La hospitalidad
Conocí por casualidad a una pareja de chicas vascas, muy hippies. Le tramité el alquiler del sexto piso en el edificio donde vivía. Por las mañana a la mayor, la quitaba El País del buzón y se lo comentaba a bolígrafo, luego se lo dejaba de nuevo. Me dijo que la encantaba. Era profesora de Matemáticas y tenía un amable novio abogado. Yo la visitaba de madrugada, borracho, a hacerla el amor durante horas hasta dejarla exhausta y dormida.
Cuando se iban a su pueblo, me dejaban las llaves de su casa, donde subía a mis aventuras y regaba las plantas.
Una vez llevé al traductor S y al diplomático F. La chica de la autoescuela, Azu, aceptó que la entregara a otro e hizo feliz al traductor.
Egoísta debo confesar que no es la suave placidez de este sol glorioso del cual gozaba en esa terraza lo último que me hacía subir a verlas. Contemplar su actividad -bailar, preparar clases de matemáticas o fumar- le hace a uno sentirse descansado y silencioso.

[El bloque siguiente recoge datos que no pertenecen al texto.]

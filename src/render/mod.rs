//! Rendering module for converting documents to various output formats.
//!
//! Each target walks the canonical model once through a shared
//! render context, which owns the shaper and records degradations.

mod context;
mod docx;
mod html;
mod inline;
mod json;
mod markdown;
mod result;
mod text;

pub use docx::to_docx;
pub use html::to_html;
pub use json::{to_json, JsonFormat};
pub use markdown::to_markdown;
pub use result::{Degradation, DegradeAction, RenderStats};
pub use text::to_text;
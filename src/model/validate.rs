//! Structural invariant checks for canonical documents.
//!
//! These run when a [`Document`] is built by an extractor and when one is
//! deserialized from JSON. A failure is always fatal and carries the page
//! number and block index of the offending content.

use super::{Block, Document, Page};
use thiserror::Error;

/// An invariant violation.
#[derive(Error, Debug, Clone, PartialEq)]
pub enum ValidationError {
    /// A document must have at least one page.
    #[error("document has no pages")]
    NoPages,

    /// The source format tag is missing.
    #[error("document has an empty source format tag")]
    EmptySourceFormat,

    /// Pages are not numbered contiguously from 1.
    #[error("page at index {index} is numbered {found}, expected {expected}")]
    PageNumbering {
        index: usize,
        expected: u32,
        found: u32,
    },

    /// A table row has a different cell count than the first row.
    #[error("page {page}, block {block}: table row {row} has {found} cells, expected {expected}")]
    RaggedTable {
        page: u32,
        block: usize,
        row: usize,
        expected: usize,
        found: usize,
    },

    /// Heading level outside 1-6.
    #[error("page {page}, block {block}: heading level {level} is outside 1-6")]
    HeadingLevel { page: u32, block: usize, level: u8 },

    /// A positioned block's box is not inside the unit square.
    #[error("page {page}, block {block}: bounding box is not normalized")]
    BoundingBox { page: u32, block: usize },

    /// Confidence outside `[0, 1]`.
    #[error("page {page}, block {block}: confidence {value} is outside [0, 1]")]
    Confidence { page: u32, block: usize, value: f64 },

    /// A style span or inline link reaches past the end of its text.
    #[error("page {page}, block {block}: span {start}..{end} exceeds text length {len}")]
    SpanRange {
        page: u32,
        block: usize,
        start: usize,
        end: usize,
        len: usize,
    },
}

/// Validate a whole document.
pub fn validate_document(doc: &Document) -> Result<(), ValidationError> {
    if doc.metadata().source_format().trim().is_empty() {
        return Err(ValidationError::EmptySourceFormat);
    }
    validate_pages(doc.pages())
}

/// Validate page numbering and every block.
pub fn validate_pages(pages: &[Page]) -> Result<(), ValidationError> {
    if pages.is_empty() {
        return Err(ValidationError::NoPages);
    }

    for (index, page) in pages.iter().enumerate() {
        let expected = index as u32 + 1;
        if page.number != expected {
            return Err(ValidationError::PageNumbering {
                index,
                expected,
                found: page.number,
            });
        }
        for (block_index, block) in page.blocks.iter().enumerate() {
            validate_block(page.number, block_index, block)?;
        }
    }

    Ok(())
}

/// Validate a single block located at `page`/`index`.
pub fn validate_block(page: u32, index: usize, block: &Block) -> Result<(), ValidationError> {
    match block {
        Block::Heading(h) => {
            if !(1..=6).contains(&h.level) {
                return Err(ValidationError::HeadingLevel {
                    page,
                    block: index,
                    level: h.level,
                });
            }
        }
        Block::Paragraph(p) => {
            let len = p.char_len();
            let ranges = p
                .spans
                .iter()
                .map(|s| (s.start, s.end))
                .chain(p.links.iter().map(|l| (l.start, l.end)));
            for (start, end) in ranges {
                if start > end || end > len {
                    return Err(ValidationError::SpanRange {
                        page,
                        block: index,
                        start,
                        end,
                        len,
                    });
                }
            }
        }
        Block::Table(t) => {
            let expected = t.column_count();
            if let Some((row, cells)) = t
                .rows
                .iter()
                .enumerate()
                .find(|(_, cells)| cells.len() != expected)
            {
                return Err(ValidationError::RaggedTable {
                    page,
                    block: index,
                    row,
                    expected,
                    found: cells.len(),
                });
            }
        }
        Block::PositionedText(p) => {
            if !p.bbox.is_normalized() {
                return Err(ValidationError::BoundingBox { page, block: index });
            }
            if !(0.0..=1.0).contains(&p.confidence) {
                return Err(ValidationError::Confidence {
                    page,
                    block: index,
                    value: p.confidence,
                });
            }
        }
        Block::Image(_) | Block::List(_) | Block::Link(_) => {}
    }

    if let Some(bbox) = block.position().and_then(|hint| hint.bbox.as_ref()) {
        if !bbox.is_finite() {
            return Err(ValidationError::BoundingBox { page, block: index });
        }
    }

    Ok(())
}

Ahora se agitan seminaturales sobre las terrazas y balcones, frente al objetivo de mi cámara, suaves y libres, las hippies del sexto. Las vecinas cotillean orgías que ellas sueñan sin hacer. Atentamente te reciben y hablan. Están allí en hospitalidad general y plena, en compra-venta de cariño y humanidades. En un momento desaparecían para maquillarse, auténtico arte practicado ritualmente con el rigor majestuoso de los iniciados. Todo me cruza ahora por la mente, bajo este sol de abril, generoso y lacio.
Ella nos ocultaba que tenía también de amante a Santi. Excepto su novio, todos lo sabíamos.